Specific yield was estimate to be approximately 0.30 based on measurements of porosity in thin section and calculations from field
density tests; field moisture of the unsaturated zone was estimated to be less than 4% based on laboratory testing. The approximate
cumulative change in storage is also shown on Figure 7 and constitutes a net loss of 12 feet of storage over the period of record.

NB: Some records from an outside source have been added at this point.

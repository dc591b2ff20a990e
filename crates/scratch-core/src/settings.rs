use crate::error::Result;
use crate::paths;
use std::collections::BTreeMap;
use std::ffi::OsString;
use std::path::Path;

/// Key that overrides the configured default provider.
pub const PROVIDER_OVERRIDE_KEY: &str = "SCRATCH_LLM_PROVIDER";

/// Snapshot of the process key/value environment, taken once at startup.
///
/// Sources, lowest priority first: `.env.example`, `.env`, `.env.local`,
/// then the real process environment. Nothing reads `std::env` after the
/// snapshot is built.
#[derive(Debug, Clone, Default)]
pub struct Settings {
    values: BTreeMap<String, String>,
    loaded_files: Vec<String>,
}

impl Settings {
    pub fn from_pairs<I, K, V>(pairs: I) -> Self
    where
        I: IntoIterator<Item = (K, V)>,
        K: Into<String>,
        V: Into<String>,
    {
        Self {
            values: pairs
                .into_iter()
                .map(|(k, v)| (k.into(), v.into()))
                .collect(),
            loaded_files: Vec::new(),
        }
    }

    /// Merge env files under `root` and then the process environment.
    pub fn load(root: &Path) -> Result<Self> {
        let mut settings = Settings::default();
        for name in paths::ENV_FILES.iter().rev() {
            let path = root.join(name);
            if !path.is_file() {
                continue;
            }
            let content = std::fs::read_to_string(&path)?;
            let pairs = parse_env(&content);
            tracing::debug!(file = %name, keys = pairs.len(), "loaded env file");
            settings.values.extend(pairs);
            settings.loaded_files.push((*name).to_string());
        }
        settings.merge_os_vars(std::env::vars_os());
        Ok(settings)
    }

    /// Layer OS environment pairs on top. Keys or values that are not valid
    /// UTF-8 cannot name a credential, so they are skipped.
    pub fn merge_os_vars<I>(&mut self, vars: I)
    where
        I: IntoIterator<Item = (OsString, OsString)>,
    {
        for (key, value) in vars {
            match (key.into_string(), value.into_string()) {
                (Ok(k), Ok(v)) => {
                    self.values.insert(k, v);
                }
                (key, _) => {
                    let key = key.unwrap_or_else(|k| k.to_string_lossy().into_owned());
                    tracing::debug!(%key, "skipping non-UTF-8 environment variable");
                }
            }
        }
    }

    /// Value for `key`, treating blank values as unset.
    pub fn get(&self, key: &str) -> Option<&str> {
        self.values
            .get(key)
            .map(|v| v.trim())
            .filter(|v| !v.is_empty())
    }

    pub fn contains(&self, key: &str) -> bool {
        self.get(key).is_some()
    }

    /// Env files that contributed values, lowest priority first.
    pub fn loaded_files(&self) -> &[String] {
        &self.loaded_files
    }
}

/// Parse `KEY=VALUE` lines. Comments, blank lines and lines without `=` are
/// skipped; an `export ` prefix and matching outer quotes are stripped.
pub fn parse_env(content: &str) -> Vec<(String, String)> {
    content
        .lines()
        .map(str::trim)
        .filter(|l| !l.is_empty() && !l.starts_with('#'))
        .filter_map(|l| {
            let l = l.strip_prefix("export ").unwrap_or(l);
            let (k, v) = l.split_once('=')?;
            let k = k.trim();
            if k.is_empty() {
                return None;
            }
            Some((k.to_string(), unquote(v.trim()).to_string()))
        })
        .collect()
}

fn unquote(v: &str) -> &str {
    for q in ['"', '\''] {
        if v.len() >= 2 && v.starts_with(q) && v.ends_with(q) {
            return &v[1..v.len() - 1];
        }
    }
    v
}

// ---------------------------------------------------------------------------
// Tests
// ---------------------------------------------------------------------------
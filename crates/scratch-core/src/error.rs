use thiserror::Error;

#[derive(Debug, Error)]
pub enum ScratchError {
    #[error("not initialized: run 'scratch init'")]
    NotInitialized,

    #[error("step not found: {0}")]
    StepNotFound(String),

    #[error("step text must not be empty")]
    EmptyStep,

    #[error("lesson text must not be empty")]
    EmptyLesson,

    #[error("unknown provider '{0}': expected one of openai, anthropic, deepseek, gemini, azure, local")]
    UnknownProvider(String),

    #[error("missing credential for provider '{provider}': set {key}")]
    MissingCredential { provider: String, key: String },

    #[error("provider '{provider}' does not support {capability}")]
    UnsupportedCapability {
        provider: String,
        capability: String,
    },

    #[error("invalid image '{path}': {reason}")]
    InvalidImage { path: String, reason: String },

    #[error("{0}")]
    Backend(String),

    #[error(transparent)]
    Io(#[from] std::io::Error),

    #[error(transparent)]
    Yaml(#[from] serde_yaml::Error),

    #[error(transparent)]
    Json(#[from] serde_json::Error),
}

pub type Result<T> = std::result::Result<T, ScratchError>;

Comparison of the long-term rainfall (climate) record from Los Angeles with the well records illustrates a correspondence in cycles of
relative wet and dry and similarity of secular trends for the respective data sets. Since at least the 1940’s overall rainfall and
groundwater level trends appear to be in decline.
Analysis of liquefaction and seismic slope stability under assumed historically high groundwater conditions is clearly the most
conservative approach with respect to selecting design parameters. A more realistic design basis for the near-term is suggested by the
latest trends observed in Figure 6. Groundwater levels have not been higher that elevation 270 feet in about the last 20 years, and
have not exceeded 300 feet in about the last 35 years. In addition, the lowest groundwater levels were recorded in these intervals, and
at present are at the historically low level (<200 feet). It should also be considered that the higher groundwater levels are transient
and represent restricted time windows in which damaging ground motions might occur.
Relative to formulating parameters for liquefaction analysis and slope stability based on the above discussion, the following options
are under consideration by the City of Irwindale, various consultants, and interested professionals. The trend-line through the entire
data set in Figure 6 shows a steep decline in average groundwater level with time, but the trend is heavily influenced by high
groundwater levels between about 1935 and 1950. This relatively steep slope provides a poor fit for the time period since 1950, and
the fit also suggests an average groundwater elevation that appears artificially low for the present time (2003). Accordingly, a second
fit from 1950 to the present was performed, which appears to provide an unbiased fit for that time interval.
For static analysis, an appropriate groundwater level could be the sum of the 1950-2003 trend and the local deviations from this trend
associated with high rainfall years. At the present time (2003), this corresponds to a groundwater elevation of approximately 270 feet,
as shown in Figure 6; it is possible that this groundwater elevation will decrease with time in accordance with the long-term trend.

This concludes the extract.